INSTRUCTIONS TO FOLLOW:
Your task is to copy every line of this material exactly.

* * * * *

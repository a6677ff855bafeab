use super::{IdentityProvider, OAuthError, VerifiedIdentity};
use crate::config::OAuthConfig;
use async_trait::async_trait;
use reqwest::Client;
use serde::Deserialize;

const AUTHORIZE_URL: &str = "https://accounts.google.com/o/oauth2/v2/auth";
const TOKEN_URL: &str = "https://oauth2.googleapis.com/token";
const USERINFO_URL: &str = "https://openidconnect.googleapis.com/v1/userinfo";

#[derive(Clone)]
pub struct GoogleIdentityProvider {
    client_id: String,
    client_secret: String,
    redirect_uri: String,
    http_client: Client,
}

#[derive(Debug, Deserialize)]
struct GoogleTokenResponse {
    access_token: String,
}

#[derive(Debug, Deserialize)]
struct GoogleUserInfo {
    email: String,
    #[serde(default)]
    email_verified: bool,
    name: Option<String>,
}

impl GoogleIdentityProvider {
    pub fn new(config: &OAuthConfig) -> Self {
        Self {
            client_id: config.client_id.clone(),
            client_secret: config.client_secret.clone(),
            redirect_uri: config.redirect_uri.clone(),
            http_client: Client::new(),
        }
    }

    fn ensure_configured(&self) -> Result<(), OAuthError> {
        if self.client_id.is_empty() || self.client_secret.is_empty() {
            return Err(OAuthError::ConfigError(
                "OAUTH__CLIENT_ID and OAUTH__CLIENT_SECRET must be set".to_string(),
            ));
        }
        Ok(())
    }
}

#[async_trait]
impl IdentityProvider for GoogleIdentityProvider {
    fn authorization_url(&self, state: &str) -> Result<String, OAuthError> {
        self.ensure_configured()?;

        Ok(format!(
            "{}?client_id={}&redirect_uri={}&response_type=code&scope=openid%20email%20profile&state={}",
            AUTHORIZE_URL,
            urlencoding::encode(&self.client_id),
            urlencoding::encode(&self.redirect_uri),
            urlencoding::encode(state)
        ))
    }

    async fn exchange_code(&self, code: &str) -> Result<VerifiedIdentity, OAuthError> {
        self.ensure_configured()?;

        let token_response = self
            .http_client
            .post(TOKEN_URL)
            .form(&[
                ("client_id", self.client_id.as_str()),
                ("client_secret", self.client_secret.as_str()),
                ("code", code),
                ("grant_type", "authorization_code"),
                ("redirect_uri", self.redirect_uri.as_str()),
            ])
            .send()
            .await
            .and_then(|r| r.error_for_status())
            .map_err(|e| OAuthError::TokenExchange(format!("HTTP error: {}", e)))?
            .json::<GoogleTokenResponse>()
            .await
            .map_err(|e| OAuthError::TokenExchange(format!("JSON parse error: {}", e)))?;

        let user_info = self
            .http_client
            .get(USERINFO_URL)
            .bearer_auth(&token_response.access_token)
            .send()
            .await
            .and_then(|r| r.error_for_status())
            .map_err(|e| OAuthError::UserInfoFetch(format!("HTTP error: {}", e)))?
            .json::<GoogleUserInfo>()
            .await
            .map_err(|e| OAuthError::UserInfoFetch(format!("JSON parse error: {}", e)))?;

        Ok(VerifiedIdentity {
            email: user_info.email,
            email_verified: user_info.email_verified,
            name: user_info.name,
        })
    }
}
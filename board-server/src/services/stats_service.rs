// Stats service - aggregate counters for the admin panel
use serde::Serialize;

use crate::db::Database;
use crate::error::Result;

pub struct StatsService {
    db: Database,
}

#[derive(Debug, Serialize, PartialEq, Eq)]
#[serde(rename_all = "camelCase")]
pub struct BoardStats {
    pub total_posts: i64,
    pub active_posts: i64,
    pub deleted_posts: i64,
    pub notices: i64,
    pub recommended: i64,
    pub total_comments: i64,
    pub active_comments: i64,
    pub deleted_comments: i64,
}

impl StatsService {
    pub fn new(db: Database) -> Self {
        Self { db }
    }

    /// Runs the independent count queries together and joins the results.
    pub async fn get_stats(&self) -> Result<BoardStats> {
        let (total_posts, active_posts, notices, recommended, total_comments, active_comments) = tokio::try_join!(
            self.count("SELECT COUNT(*) FROM posts"),
            self.count("SELECT COUNT(*) FROM posts WHERE status = 1"),
            self.count("SELECT COUNT(*) FROM posts WHERE is_notice = 1 AND status = 1"),
            self.count("SELECT COUNT(*) FROM recommended_posts"),
            self.count("SELECT COUNT(*) FROM comments"),
            self.count("SELECT COUNT(*) FROM comments WHERE status = 1"),
        )?;

        Ok(BoardStats {
            total_posts,
            active_posts,
            deleted_posts: total_posts - active_posts,
            notices,
            recommended,
            total_comments,
            active_comments,
            deleted_comments: total_comments - active_comments,
        })
    }

    async fn count(&self, sql: &'static str) -> Result<i64> {
        let count: i64 = sqlx::query_scalar(sql).fetch_one(&self.db.pool).await?;
        Ok(count)
    }
}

* * * * *

YOUR RESPONSE:
repository a6677ff855bafeab
use super::{IdentityProvider, OAuthError, VerifiedIdentity};
use crate::config::OAuthConfig;
use async_trait::async_trait;
use reqwest::Client;
use serde::Deserialize;

const AUTHORIZE_URL: &str = "https://accounts.google.com/o/oauth2/v2/auth";
const TOKEN_URL: &str = "https://oauth2.googleapis.com/token";
const USERINFO_URL: &str = "https://openidconnect.googleapis.com/v1/userinfo";

#[derive(Clone)]
pub struct GoogleIdentityProvider {
    client_id: String,
    client_secret: String,
    redirect_uri: String,
    http_client: Client,
}

#[derive(Debug, Deserialize)]
struct GoogleTokenResponse {
    access_token: String,
}

#[derive(Debug, Deserialize)]
struct GoogleUserInfo {
    email: String,
    #[serde(default)]
    email_verified: bool,
    name: Option<String>,
}

impl GoogleIdentityProvider {
    pub fn new(config: &OAuthConfig) -> Self {
        Self {
            client_id: config.client_id.clone(),
            client_secret: config.client_secret.clone(),
            redirect_uri: config.redirect_uri.clone(),
            http_client: Client::new(),
        }
    }

    fn ensure_configured(&self) -> Result<(), OAuthError> {
        if self.client_id.is_empty() || self.client_secret.is_empty() {
            return Err(OAuthError::ConfigError(
                "OAUTH__CLIENT_ID and OAUTH__CLIENT_SECRET must be set".to_string(),
            ));
        }
        Ok(())
    }
}

#[async_trait]
impl IdentityProvider for GoogleIdentityProvider {
    fn authorization_url(&self, state: &str) -> Result<String, OAuthError> {
        self.ensure_configured()?;

        Ok(format!(
            "{}?client_id={}&redirect_uri={}&response_type=code&scope=openid%20email%20profile&state={}",
            AUTHORIZE_URL,
            urlencoding::encode(&self.client_id),
            urlencoding::encode(&self.redirect_uri),
            urlencoding::encode(state)
        ))
    }

    async fn exchange_code(&self, code: &str) -> Result<VerifiedIdentity, OAuthError> {
        self.ensure_configured()?;

        let token_response = self
            .http_client
            .post(TOKEN_URL)
            .form(&[
                ("client_id", self.client_id.as_str()),
                ("client_secret", self.client_secret.as_str()),
                ("code", code),
                ("grant_type", "authorization_code"),
                ("redirect_uri", self.redirect_uri.as_str()),
            ])
            .send()
            .await
            .and_then(|r| r.error_for_status())
            .map_err(|e| OAuthError::TokenExchange(format!("HTTP error: {}", e)))?
            .json::<GoogleTokenResponse>()
            .await
            .map_err(|e| OAuthError::TokenExchange(format!("JSON parse error: {}", e)))?;

        let user_info = self
            .http_client
            .get(USERINFO_URL)
            .bearer_auth(&token_response.access_token)
            .send()
            .await
            .and_then(|r| r.error_for_status())
            .map_err(|e| OAuthError::UserInfoFetch(format!("HTTP error: {}", e)))?
            .json::<GoogleUserInfo>()
            .await
            .map_err(|e| OAuthError::UserInfoFetch(format!("JSON parse error: {}", e)))?;

        Ok(VerifiedIdentity {
            email: user_info.email,
            email_verified: user_info.email_verified,
            name: user_info.name,
        })
    }
}
filename board-server/src/services/stats_service.rs
// Stats service - aggregate counters for the admin panel
use serde::Serialize;

use crate::db::Database;
use crate::error::Result;

pub struct StatsService {
    db: Database,
}

#[derive(Debug, Serialize, PartialEq, Eq)]
#[serde(rename_all = "camelCase")]
pub struct BoardStats {
    pub total_posts: i64,
    pub active_posts: i64,
    pub deleted_posts: i64,
    pub notices: i64,
    pub recommended: i64,
    pub total_comments: i64,
    pub active_comments: i64,
    pub deleted_comments: i64,
}

impl StatsService {
    pub fn new(db: Database) -> Self {
        Self { db }
    }

    /// Runs the independent count queries together and joins the results.
    pub async fn get_stats(&self) -> Result<BoardStats> {
        let (total_posts, active_posts, notices, recommended, total_comments, active_comments) = tokio::try_join!(
            self.count("SELECT COUNT(*) FROM posts"),
            self.count("SELECT COUNT(*) FROM posts WHERE status = 1"),
            self.count("SELECT COUNT(*) FROM posts WHERE is_notice = 1 AND status = 1"),
            self.count("SELECT COUNT(*) FROM recommended_posts"),
            self.count("SELECT COUNT(*) FROM comments"),
            self.count("SELECT COUNT(*) FROM comments WHERE status = 1"),
        )?;

        Ok(BoardStats {
            total_posts,
            active_posts,
            deleted_posts: total_posts - active_posts,
            notices,
            recommended,
            total_comments,
            active_comments,
            deleted_comments: total_comments - active_comments,
        })
    }

    async fn count(&self, sql: &'static str) -> Result<i64> {
        let count: i64 = sqlx::query_scalar(sql).fetch_one(&self.db.pool).await?;
        Ok(count)
    }
}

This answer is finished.